Supplied records below:

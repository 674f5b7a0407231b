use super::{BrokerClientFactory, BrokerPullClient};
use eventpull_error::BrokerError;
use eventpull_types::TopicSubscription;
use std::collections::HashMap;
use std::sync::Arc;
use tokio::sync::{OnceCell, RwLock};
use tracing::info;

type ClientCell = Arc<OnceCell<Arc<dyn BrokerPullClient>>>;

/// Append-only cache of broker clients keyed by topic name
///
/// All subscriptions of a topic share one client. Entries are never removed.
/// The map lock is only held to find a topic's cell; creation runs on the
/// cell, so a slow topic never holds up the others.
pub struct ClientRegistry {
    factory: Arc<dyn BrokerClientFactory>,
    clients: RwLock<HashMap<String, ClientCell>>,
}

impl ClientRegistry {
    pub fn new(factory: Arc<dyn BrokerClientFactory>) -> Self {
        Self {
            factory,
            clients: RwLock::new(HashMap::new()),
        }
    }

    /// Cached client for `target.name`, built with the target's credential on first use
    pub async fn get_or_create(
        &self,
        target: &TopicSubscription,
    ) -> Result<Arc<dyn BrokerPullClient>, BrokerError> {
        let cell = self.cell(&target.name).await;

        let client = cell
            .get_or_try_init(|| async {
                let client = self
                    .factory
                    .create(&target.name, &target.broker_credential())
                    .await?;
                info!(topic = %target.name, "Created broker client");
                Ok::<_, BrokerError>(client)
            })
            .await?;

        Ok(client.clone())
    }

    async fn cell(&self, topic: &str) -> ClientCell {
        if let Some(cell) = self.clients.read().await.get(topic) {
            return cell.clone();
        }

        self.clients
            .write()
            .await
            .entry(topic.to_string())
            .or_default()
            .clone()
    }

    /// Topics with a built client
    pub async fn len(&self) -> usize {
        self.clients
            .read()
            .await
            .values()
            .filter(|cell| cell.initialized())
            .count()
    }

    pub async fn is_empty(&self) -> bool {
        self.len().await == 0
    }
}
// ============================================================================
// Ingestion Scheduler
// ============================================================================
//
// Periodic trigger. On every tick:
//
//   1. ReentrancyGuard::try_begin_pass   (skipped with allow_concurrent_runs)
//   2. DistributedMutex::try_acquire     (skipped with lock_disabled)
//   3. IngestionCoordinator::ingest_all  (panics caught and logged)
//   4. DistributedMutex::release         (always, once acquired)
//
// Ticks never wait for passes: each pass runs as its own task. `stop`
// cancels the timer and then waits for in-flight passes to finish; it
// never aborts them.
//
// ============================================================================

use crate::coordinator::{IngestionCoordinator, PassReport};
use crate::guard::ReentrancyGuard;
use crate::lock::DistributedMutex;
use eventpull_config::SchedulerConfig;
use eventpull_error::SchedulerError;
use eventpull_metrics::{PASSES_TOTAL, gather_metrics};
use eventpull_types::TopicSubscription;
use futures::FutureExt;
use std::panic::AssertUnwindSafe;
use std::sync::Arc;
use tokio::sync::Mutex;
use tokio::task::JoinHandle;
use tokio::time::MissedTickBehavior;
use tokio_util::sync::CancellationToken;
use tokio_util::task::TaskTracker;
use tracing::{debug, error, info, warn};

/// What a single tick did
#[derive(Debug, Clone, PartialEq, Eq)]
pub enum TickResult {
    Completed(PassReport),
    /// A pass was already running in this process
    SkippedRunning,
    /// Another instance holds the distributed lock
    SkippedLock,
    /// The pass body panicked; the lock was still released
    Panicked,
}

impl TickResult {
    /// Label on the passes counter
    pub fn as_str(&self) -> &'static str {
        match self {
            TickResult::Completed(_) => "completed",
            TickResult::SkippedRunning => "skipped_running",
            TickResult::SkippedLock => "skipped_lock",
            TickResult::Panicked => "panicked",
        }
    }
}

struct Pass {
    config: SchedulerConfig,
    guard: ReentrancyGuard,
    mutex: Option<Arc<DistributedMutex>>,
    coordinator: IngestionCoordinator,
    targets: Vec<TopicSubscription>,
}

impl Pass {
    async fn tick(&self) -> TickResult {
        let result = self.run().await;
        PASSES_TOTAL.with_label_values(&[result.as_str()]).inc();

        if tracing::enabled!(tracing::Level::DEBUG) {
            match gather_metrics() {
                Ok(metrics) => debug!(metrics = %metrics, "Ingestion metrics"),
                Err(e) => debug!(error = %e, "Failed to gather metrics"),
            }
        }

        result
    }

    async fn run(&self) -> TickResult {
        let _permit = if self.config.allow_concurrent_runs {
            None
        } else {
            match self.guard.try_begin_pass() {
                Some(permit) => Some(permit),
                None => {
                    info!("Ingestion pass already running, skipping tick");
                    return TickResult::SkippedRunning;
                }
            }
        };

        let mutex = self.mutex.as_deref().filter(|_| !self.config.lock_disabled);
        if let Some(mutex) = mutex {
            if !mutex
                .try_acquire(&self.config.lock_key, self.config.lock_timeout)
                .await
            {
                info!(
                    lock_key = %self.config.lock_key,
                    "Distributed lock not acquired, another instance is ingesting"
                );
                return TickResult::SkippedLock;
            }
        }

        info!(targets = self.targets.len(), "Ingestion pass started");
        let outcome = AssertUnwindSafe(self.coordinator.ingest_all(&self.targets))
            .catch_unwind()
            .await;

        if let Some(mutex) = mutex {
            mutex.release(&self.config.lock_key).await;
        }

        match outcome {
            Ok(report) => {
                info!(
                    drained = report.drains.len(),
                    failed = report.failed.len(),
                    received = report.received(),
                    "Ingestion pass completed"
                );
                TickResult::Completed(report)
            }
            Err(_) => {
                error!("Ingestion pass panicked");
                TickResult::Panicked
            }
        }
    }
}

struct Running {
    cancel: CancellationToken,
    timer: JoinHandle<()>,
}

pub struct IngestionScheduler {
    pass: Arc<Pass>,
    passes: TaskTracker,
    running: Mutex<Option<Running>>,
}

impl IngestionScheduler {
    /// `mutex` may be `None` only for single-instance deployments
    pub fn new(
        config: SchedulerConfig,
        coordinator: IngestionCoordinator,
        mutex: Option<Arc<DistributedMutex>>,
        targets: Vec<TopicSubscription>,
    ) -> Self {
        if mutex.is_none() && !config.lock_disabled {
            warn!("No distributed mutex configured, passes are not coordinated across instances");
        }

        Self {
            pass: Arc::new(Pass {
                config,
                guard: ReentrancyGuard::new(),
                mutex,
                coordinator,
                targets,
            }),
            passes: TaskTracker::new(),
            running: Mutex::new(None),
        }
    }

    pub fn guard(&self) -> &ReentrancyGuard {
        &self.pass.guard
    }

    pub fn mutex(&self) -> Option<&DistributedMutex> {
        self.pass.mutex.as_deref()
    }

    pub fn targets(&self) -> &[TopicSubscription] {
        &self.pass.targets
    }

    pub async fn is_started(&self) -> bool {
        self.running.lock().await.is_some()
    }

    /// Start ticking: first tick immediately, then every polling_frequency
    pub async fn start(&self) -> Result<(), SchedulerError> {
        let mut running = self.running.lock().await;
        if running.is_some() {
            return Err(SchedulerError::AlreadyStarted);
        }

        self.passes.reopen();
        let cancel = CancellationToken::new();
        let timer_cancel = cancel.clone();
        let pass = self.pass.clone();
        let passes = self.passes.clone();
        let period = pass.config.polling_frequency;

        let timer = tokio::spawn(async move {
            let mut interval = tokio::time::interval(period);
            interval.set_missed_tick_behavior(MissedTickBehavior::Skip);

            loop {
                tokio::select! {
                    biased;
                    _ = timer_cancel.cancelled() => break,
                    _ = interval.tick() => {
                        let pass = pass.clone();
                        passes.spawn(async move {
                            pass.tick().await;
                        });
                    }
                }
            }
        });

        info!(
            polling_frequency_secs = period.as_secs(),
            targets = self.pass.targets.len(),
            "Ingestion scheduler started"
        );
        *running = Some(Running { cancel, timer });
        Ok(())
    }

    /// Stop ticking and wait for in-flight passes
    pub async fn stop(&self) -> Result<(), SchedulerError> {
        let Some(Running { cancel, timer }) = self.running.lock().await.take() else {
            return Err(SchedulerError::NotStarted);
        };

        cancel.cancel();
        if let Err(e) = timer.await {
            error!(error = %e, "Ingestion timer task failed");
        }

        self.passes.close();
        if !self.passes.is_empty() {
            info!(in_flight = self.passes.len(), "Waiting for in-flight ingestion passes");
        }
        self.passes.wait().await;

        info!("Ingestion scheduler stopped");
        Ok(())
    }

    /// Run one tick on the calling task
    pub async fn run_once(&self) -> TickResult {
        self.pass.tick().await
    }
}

End of Supplied records.

- Exercise directions -
Could you find every line in the records above that contains the word "BrokerClientFactory" and copy it?

- Solution -
use super::{BrokerClientFactory, BrokerPullClient};
    factory: Arc<dyn BrokerClientFactory>,
    pub fn new(factory: Arc<dyn BrokerClientFactory>) -> Self {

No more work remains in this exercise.